Over the next decade, Mr. Goldberg and Ms. Sandberg pioneered new ways of capturing information online, had a son and then a daughter, became immensely wealthy, and hashed out their who-does-what-in-this-marriage issues. Mr. Goldberg’s commute from the Bay Area to Los Angeles became a strain, so he relocated, later joking that he “lost the coin flip” of where they would live. He paid the bills, she planned the birthday parties, and both often left their offices at 5:30 so they could eat dinner with their children before resuming work afterward.

Friends in Silicon Valley say they were careful to conduct their careers separately, politely refusing when outsiders would ask one about the other’s work: Ms. Sandberg’s role building Facebook into an information and advertising powerhouse, and Mr. Goldberg at SurveyMonkey, which made polling faster and cheaper. But privately, their work was intertwined. He often began statements to his team with the phrase “Well, Sheryl said” sharing her business advice. He counseled her, too, starting with her salary negotiations with Mark Zuckerberg.
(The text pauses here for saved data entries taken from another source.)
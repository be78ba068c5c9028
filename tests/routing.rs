//! Integration tests for date-range table matching.

use chrono::NaiveDate;
use timegate::config::model::{Config, DateRangeConfig};
use timegate::proxy::routing::{parse_request_date, DateRangeTable};

fn make_config(ranges: &[(&str, &str, &str)]) -> Config {
    Config {
        port: 8080,
        read_timeout_ms: 15_000,
        write_timeout_ms: 60_000,
        idle_timeout_ms: 60_000,
        forward_timeout_ms: 30_000,
        date_ranges: ranges
            .iter()
            .map(|(start, end, target)| DateRangeConfig {
                start: (*start).to_string(),
                end: (*end).to_string(),
                target: (*target).to_string(),
            })
            .collect(),
    }
}

fn make_table(ranges: &[(&str, &str, &str)]) -> DateRangeTable {
    DateRangeTable::from_config(&make_config(ranges)).unwrap()
}

fn date(s: &str) -> NaiveDate {
    parse_request_date(s).unwrap()
}

#[test]
fn every_day_of_a_range_matches_its_target() {
    let table = make_table(&[
        ("20230101", "20230630", "http://svc-a"),
        ("20230701", "20231231", "http://svc-b"),
    ]);

    let mut day = date("20230101");
    while day <= date("20231231") {
        let target = table.match_date(day).expect("every day of 2023 is covered");
        let expected = if day <= date("20230630") { "svc-a" } else { "svc-b" };
        assert_eq!(target.host_str(), Some(expected), "day {day}");
        day = day.succ_opt().unwrap();
    }
}

#[test]
fn dates_outside_all_ranges_return_none() {
    let table = make_table(&[("20230101", "20230630", "http://svc-a")]);

    assert!(table.match_date(date("20221231")).is_none());
    assert!(table.match_date(date("20230701")).is_none());
    assert!(table.match_date(date("19991231")).is_none());
}

#[test]
fn overlap_resolves_to_earliest_listed_range() {
    // Ranges overlap over June 2023; the first listed one wins there.
    let table = make_table(&[
        ("20230101", "20230630", "http://svc-a"),
        ("20230601", "20231231", "http://svc-b"),
    ]);

    assert_eq!(
        table.match_date(date("20230615")).unwrap().host_str(),
        Some("svc-a")
    );
    // Overlap boundaries behave the same way.
    assert_eq!(
        table.match_date(date("20230601")).unwrap().host_str(),
        Some("svc-a")
    );
    assert_eq!(
        table.match_date(date("20230630")).unwrap().host_str(),
        Some("svc-a")
    );
    // Past the first range's end, the second takes over.
    assert_eq!(
        table.match_date(date("20230701")).unwrap().host_str(),
        Some("svc-b")
    );
}

#[test]
fn overlap_winner_is_independent_of_match_count() {
    let table = make_table(&[
        ("20230610", "20230620", "http://svc-a"),
        ("20230101", "20231231", "http://svc-b"),
        ("20230601", "20230630", "http://svc-c"),
    ]);

    // Three ranges contain 20230615; listing order decides.
    assert_eq!(
        table.match_date(date("20230615")).unwrap().host_str(),
        Some("svc-a")
    );
    // Only the second and third contain 20230605.
    assert_eq!(
        table.match_date(date("20230605")).unwrap().host_str(),
        Some("svc-b")
    );
}

#[test]
fn table_reports_entry_count() {
    let table = make_table(&[
        ("20230101", "20230630", "http://svc-a"),
        ("20230701", "20231231", "http://svc-b"),
    ]);
    assert_eq!(table.len(), 2);
    assert!(!table.is_empty());
}

#[test]
fn build_fails_on_unvalidated_garbage() {
    let config = make_config(&[("not-a-date", "20231231", "http://svc-a")]);
    assert!(DateRangeTable::from_config(&config).is_err());

    let config = make_config(&[("20230101", "20231231", "::::")]);
    assert!(DateRangeTable::from_config(&config).is_err());
}
//! Interactive wizard for step-by-step config generation.

use std::path::{Path, PathBuf};

use console::style;
use dialoguer::{Confirm, Input, Select};

use crate::cli::{ConfigFormat, InitArgs};
use crate::config::model::{Config, DateRangeConfig};
use crate::config::validation::{validate, validate_date, validate_target_url};
use crate::error::TimegateError;

use super::serialize::serialize_config;

/// Map a `dialoguer::Error` to a `TimegateError`.
fn map_prompt_err(e: dialoguer::Error) -> TimegateError {
    TimegateError::Io(std::io::Error::other(e.to_string()))
}

pub fn run(args: &InitArgs) -> Result<(), TimegateError> {
    // Ensure we're running in an interactive terminal
    if !console::Term::stdout().is_term() {
        return Err(TimegateError::Io(std::io::Error::other(
            "interactive mode requires a terminal (TTY). Use timegate init without -i for non-interactive mode.",
        )));
    }

    println!(
        "\n  {} Config Wizard\n  {}\n",
        style("Timegate").cyan().bold(),
        style("─────────────────────────").dim()
    );

    // Step 1: Output settings
    println!("  {}\n", style("Step 1: Output").bold());
    let format = prompt_format(args)?;
    let output = prompt_output(args, &format)?;

    // Step 2: Server
    println!("\n  {}\n", style("Step 2: Server").bold());
    let port: u16 = Input::new()
        .with_prompt("Listen port")
        .default(8080)
        .validate_with(|value: &u16| {
            if *value == 0 {
                Err("port cannot be 0")
            } else {
                Ok(())
            }
        })
        .interact_text()
        .map_err(map_prompt_err)?;

    let forward_timeout_ms: u64 = Input::new()
        .with_prompt("Forwarding timeout (ms)")
        .default(30_000)
        .validate_with(|value: &u64| {
            if *value == 0 {
                Err("timeout must be positive")
            } else {
                Ok(())
            }
        })
        .interact_text()
        .map_err(map_prompt_err)?;

    // Step 3: Date ranges
    println!("\n  {}\n", style("Step 3: Date ranges").bold());
    let date_ranges = prompt_date_ranges()?;

    let config = Config {
        port,
        read_timeout_ms: 15_000,
        write_timeout_ms: 60_000,
        idle_timeout_ms: 60_000,
        forward_timeout_ms,
        date_ranges,
    };

    // Validate the assembled config
    if let Err(errors) = validate(&config) {
        eprintln!(
            "\n  {} Config has validation errors:",
            style("!").red().bold()
        );
        for e in &errors {
            eprintln!("    {e}");
        }
        return Err(TimegateError::ConfigValidation { errors });
    }

    // Step 4: Review
    println!("\n  {}\n", style("Step 4: Review").bold());
    print_summary(&config, &format, &output);

    let confirm = Confirm::new()
        .with_prompt(format!("Write config to {}?", output.display()))
        .default(true)
        .interact()
        .map_err(map_prompt_err)?;

    if !confirm {
        println!("  Aborted.");
        return Ok(());
    }

    let content = serialize_config(&config, &format)?;
    std::fs::write(&output, content)?;
    println!("\n  Created {}", output.display());
    println!("  Start the proxy with: timegate run -c {}", output.display());
    Ok(())
}

fn prompt_format(args: &InitArgs) -> Result<ConfigFormat, TimegateError> {
    let formats = ["yaml", "json", "toml"];
    let default_idx = formats
        .iter()
        .position(|f| *f == args.format.extension())
        .unwrap_or(0);

    let idx = Select::new()
        .with_prompt("Config format")
        .items(&formats)
        .default(default_idx)
        .interact()
        .map_err(map_prompt_err)?;

    Ok(match formats[idx] {
        "json" => ConfigFormat::Json,
        "toml" => ConfigFormat::Toml,
        _ => ConfigFormat::Yaml,
    })
}

fn prompt_output(args: &InitArgs, format: &ConfigFormat) -> Result<PathBuf, TimegateError> {
    let default_name = args.output.as_ref().map_or_else(
        || format!("timegate.{}", format.extension()),
        |p| p.display().to_string(),
    );

    let path: String = Input::new()
        .with_prompt("Output file")
        .default(default_name)
        .interact_text()
        .map_err(map_prompt_err)?;

    let path = PathBuf::from(path);
    if path.exists() {
        let overwrite = Confirm::new()
            .with_prompt(format!("{} exists, overwrite?", path.display()))
            .default(false)
            .interact()
            .map_err(map_prompt_err)?;
        if !overwrite {
            return Err(TimegateError::FileExists { path });
        }
    }

    Ok(path)
}

fn prompt_date_ranges() -> Result<Vec<DateRangeConfig>, TimegateError> {
    let mut ranges = Vec::new();

    loop {
        println!(
            "  {} range {}",
            style("\u{2192}").dim(),
            style(ranges.len() + 1).bold()
        );

        let start: String = Input::new()
            .with_prompt("  Start date (YYYYMMDD, inclusive)")
            .validate_with(|value: &String| validate_date(value).map(|_| ()))
            .interact_text()
            .map_err(map_prompt_err)?;

        // validate_with above guarantees this parses
        let start_date = validate_date(&start)
            .map_err(|e| TimegateError::Io(std::io::Error::other(e)))?;

        let end: String = Input::new()
            .with_prompt("  End date (YYYYMMDD, inclusive)")
            .validate_with(move |value: &String| {
                let end_date = validate_date(value)?;
                if end_date < start_date {
                    Err("end date is before start date".to_string())
                } else {
                    Ok(())
                }
            })
            .interact_text()
            .map_err(map_prompt_err)?;

        let target: String = Input::new()
            .with_prompt("  Target base URL")
            .validate_with(|value: &String| validate_target_url(value))
            .interact_text()
            .map_err(map_prompt_err)?;

        ranges.push(DateRangeConfig { start, end, target });

        let another = Confirm::new()
            .with_prompt("Add another range?")
            .default(false)
            .interact()
            .map_err(map_prompt_err)?;
        if !another {
            break;
        }
    }

    Ok(ranges)
}

fn print_summary(config: &Config, format: &ConfigFormat, output: &Path) {
    println!(
        "  {} {} ({})",
        style("file:").dim(),
        output.display(),
        format.extension()
    );
    println!("  {} {}", style("port:").dim(), config.port);
    println!(
        "  {} {}ms",
        style("forward timeout:").dim(),
        config.forward_timeout_ms
    );
    println!("  {} {} ranges", style("routing:").dim(), config.date_ranges.len());
    for range in &config.date_ranges {
        println!(
            "    [{} .. {}] \u{2192} {}",
            range.start, range.end, range.target
        );
    }
    println!();
}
“I wanted Mark to really feel he stretched to get Sheryl, because she was worth it,” Mr. Goldberg explained in a 2013 “60 Minutes” interview, his Minnesota accent and his smile intact as he offered a rare peek of the intersection of marriage and money at the top of corporate life.

 

 

While his wife grew increasingly outspoken about women’s advancement, Mr. Goldberg quietly advised the men in the office on family and partnership matters, an associate said. Six out of 16 members of SurveyMonkey’s management team are female, an almost unheard-of ratio among Silicon Valley “unicorns,” or companies valued at over $1 billion.

When Mellody Hobson, a friend and finance executive, wrote a chapter of “Lean In” about women of color for the college edition of the book, Mr. Goldberg gave her feedback on the draft, a clue to his deep involvement. He joked with Ms. Hobson that she was too long-winded, like Ms. Sandberg, but aside from that, he said he loved the chapter, she said in an interview.

By then, Mr. Goldberg was a figure of fascination who inspired a “where can I get one of those?” reaction among many of the women who had read the best seller “Lean In.” Some lamented that Ms. Sandberg’s advice hinged too much on marrying a Dave Goldberg, who was humble enough to plan around his wife, attentive enough to worry about which shoes his young daughter would wear, and rich enough to help pay for the help that made the family’s balancing act manageable.

Now that he is gone, and Ms. Sandberg goes from being half of a celebrated partnership to perhaps the business world’s most prominent single mother, the pages of “Lean In” carry a new sting of loss.

“We are never at 50-50 at any given moment — perfect equality is hard to define or sustain — but we allow the pendulum to swing back and forth between us,” she wrote in 2013, adding that they were looking forward to raising teenagers together.

“Fortunately, I have Dave to figure it out with me,” she wrote.